With the NHL headed for its second work stoppage in 8 years, The Hockey Writers’ admittedly resigned Geoff Rosenthal suggests fans’ lack of will power renders them suckers. “As soon as the NHL and the NHLPA agree to a new CBA,” Rosenthal warns (echoing sentiments expressed by commissioner Gary Bettman), “you’ll be pumped and ready to watch hockey again. Thus, there’s pretty much an inelastic demand when it comes to hockey and hardcore fans.”
I don’t blame Bettman and I don’t blame Donald Fehr or Allan Walsh or ESPN or anyone. There’s no doubt that hockey is a business. I get that. But it doesn’t mean we need to be reminded of it with a lockout every few years. We’re already reminded of it when a jersey costs $300 or when ticket prices are raised even higher or when our favorite player isn’t resigned because the team can’t give him an additional $500,000. And we’re definitely reminded of it when the league brags about record revenues year after yeah.

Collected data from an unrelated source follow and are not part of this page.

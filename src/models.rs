use crate::error::BingError;
use chrono::{NaiveDate, NaiveDateTime};
use log::{debug, warn};
use serde::{Deserialize, Deserializer};
use serde_json::{Map, Value};
use url::Url;

#[derive(Debug, Clone, Deserialize)]
pub struct MetadataResponse {
    pub images: Vec<ImageRecord>,
    pub tooltips: Option<ToolTips>,
}

#[derive(Debug, Clone, Deserialize)]
pub struct ImageRecord {
    pub url: String,
    #[serde(default, rename = "startdate", deserialize_with = "deserialize_date_opt")]
    pub start_date: Option<NaiveDate>,
    #[serde(
        default,
        rename = "fullstartdate",
        deserialize_with = "deserialize_datetime_opt"
    )]
    pub full_start_date: Option<NaiveDateTime>,
    #[serde(default, rename = "enddate", deserialize_with = "deserialize_date_opt")]
    pub end_date: Option<NaiveDate>,
    #[serde(default, rename = "urlbase")]
    pub url_base: Option<String>,
    #[serde(default)]
    pub copyright: Option<String>,
    #[serde(default, rename = "copyrightlink")]
    pub copyright_link: Option<String>,
    #[serde(default)]
    pub title: Option<String>,
    #[serde(default)]
    pub quiz: Option<String>,
    #[serde(default)]
    pub wp: Option<bool>,
    #[serde(default)]
    pub hsh: Option<String>,
    #[serde(default)]
    pub drk: Option<i64>,
    #[serde(default)]
    pub top: Option<i64>,
    #[serde(default)]
    pub bot: Option<i64>,
    #[serde(default)]
    pub hs: Option<Vec<Value>>,
}

#[derive(Debug, Clone, Default, Deserialize)]
pub struct ToolTips {
    #[serde(default)]
    pub loading: Option<String>,
    #[serde(default)]
    pub previous: Option<String>,
    #[serde(default)]
    pub next: Option<String>,
    #[serde(default)]
    pub walle: Option<String>,
    #[serde(default)]
    pub walls: Option<String>,
}

impl ImageRecord {
    /// Resolve the record's relative `url` against `base_url` by plain concatenation.
    pub fn full_url(&self, base_url: &str) -> Result<Url, BingError> {
        let raw = format!("{}{}", base_url, self.url);
        Url::parse(&raw).map_err(|source| BingError::InvalidUrl { url: raw, source })
    }
}

/// Value of the `id` query parameter, if present.
pub fn image_id(url: &Url) -> Option<String> {
    url.query_pairs()
        .find(|(key, _)| key == "id")
        .map(|(_, value)| value.into_owned())
}

/// An identifier is usable when it can name a single file inside the save directory.
pub fn is_usable_id(id: &str) -> bool {
    !id.is_empty() && id != "." && id != ".." && !id.contains(['/', '\\'])
}

// Dates are informational only; a value in an unexpected format is dropped, not fatal.
fn date_text(raw: Option<Value>) -> Option<String> {
    match raw? {
        Value::String(s) if s.is_empty() => None,
        Value::String(s) => Some(s),
        Value::Number(n) => Some(n.to_string()),
        Value::Null => None,
        other => {
            warn!("Ignoring non-text date value {}", other);
            None
        }
    }
}

fn deserialize_date_opt<'de, D>(deserializer: D) -> Result<Option<NaiveDate>, D::Error>
where
    D: Deserializer<'de>,
{
    Ok(date_text(Option::deserialize(deserializer)?)
        .and_then(|s| match NaiveDate::parse_from_str(&s, "%Y%m%d") {
            Ok(date) => Some(date),
            Err(_) => {
                warn!("Ignoring invalid date value {:?}", s);
                None
            }
        }))
}

fn deserialize_datetime_opt<'de, D>(deserializer: D) -> Result<Option<NaiveDateTime>, D::Error>
where
    D: Deserializer<'de>,
{
    Ok(date_text(Option::deserialize(deserializer)?)
        .and_then(|s| match NaiveDateTime::parse_from_str(&s, "%Y%m%d%H%M") {
            Ok(datetime) => Some(datetime),
            Err(_) => {
                warn!("Ignoring invalid date-time value {:?}", s);
                None
            }
        }))
}

// Object keys are folded to lower case so the typed structs match regardless of casing.
fn lowercase_keys(value: Value) -> Value {
    match value {
        Value::Object(map) => Value::Object(
            map.into_iter()
                .map(|(key, v)| (key.to_lowercase(), lowercase_keys(v)))
                .collect::<Map<String, Value>>(),
        ),
        Value::Array(items) => Value::Array(items.into_iter().map(lowercase_keys).collect()),
        other => other,
    }
}

pub fn parse_metadata(data: &str) -> Result<MetadataResponse, BingError> {
    let raw: Value = serde_json::from_str(data)?;
    let parsed: MetadataResponse = serde_json::from_value(lowercase_keys(raw))?;
    debug!("Parsed metadata with {} images", parsed.images.len());
    Ok(parsed)
}
use crate::cache::CACHE_FILE_NAME;
use crate::client::{BASE_URL, DEFAULT_MARKET};
use crate::error::BingError;
use log::debug;
use std::env;
use std::path::{Path, PathBuf};

pub const ERROR_LOG_FILE_NAME: &str = "bing-error.txt";
pub const BASE_URL_ENV: &str = "BING_BASE_URL";
pub const MARKET_ENV: &str = "BING_MARKET";

#[derive(Debug, Clone, PartialEq, Eq)]
pub struct Settings {
    pub base_url: String,
    pub market: String,
    pub cache_path: PathBuf,
    pub error_log_path: PathBuf,
}

impl Settings {
    /// Defaults with the cache and error log placed in `dir`.
    pub fn in_dir(dir: impl AsRef<Path>) -> Self {
        let dir = dir.as_ref();
        Self {
            base_url: BASE_URL.to_string(),
            market: DEFAULT_MARKET.to_string(),
            cache_path: dir.join(CACHE_FILE_NAME),
            error_log_path: dir.join(ERROR_LOG_FILE_NAME),
        }
    }

    /// Settings next to the running executable, with `BING_BASE_URL` and
    /// `BING_MARKET` overrides from the environment.
    pub fn from_env() -> Result<Self, BingError> {
        let settings = Self::in_dir(executable_dir()?).with_overrides(|key| env::var(key).ok());
        debug!("Resolved settings {:?}", settings);
        Ok(settings)
    }

    fn with_overrides(mut self, lookup: impl Fn(&str) -> Option<String>) -> Self {
        if let Some(base_url) = lookup(BASE_URL_ENV).filter(|v| !v.is_empty()) {
            self.base_url = base_url.trim_end_matches('/').to_string();
        }
        if let Some(market) = lookup(MARKET_ENV).filter(|v| !v.is_empty()) {
            self.market = market;
        }
        self
    }
}

/// Directory containing the running executable.
pub fn executable_dir() -> Result<PathBuf, BingError> {
    let exe = env::current_exe()
        .map_err(|e| BingError::Config(format!("cannot locate executable: {e}")))?;
    exe.parent()
        .map(Path::to_path_buf)
        .ok_or_else(|| BingError::Config(format!("{} has no parent directory", exe.display())))
}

If the fans are the most important part of the sport (and I think in hockey, more so than any other sport, this argument can be made), then lockouts rooted in economics should be avoided.
That last statement is a special kind of BS, actually. Because even if I can make a pretty fair argument that hockey fans make the sport, the millionaires and billionaires who actually make the sport happen don’t care. I don’t even think they care about the business – not when they’re paying millions upon millions to sign the players they claim make too much. But when people get riled up because Bettman implies that he’s not worried about a lockout because he knows we will be back, they’re getting riled up over a true statement. Of course we’ll be back.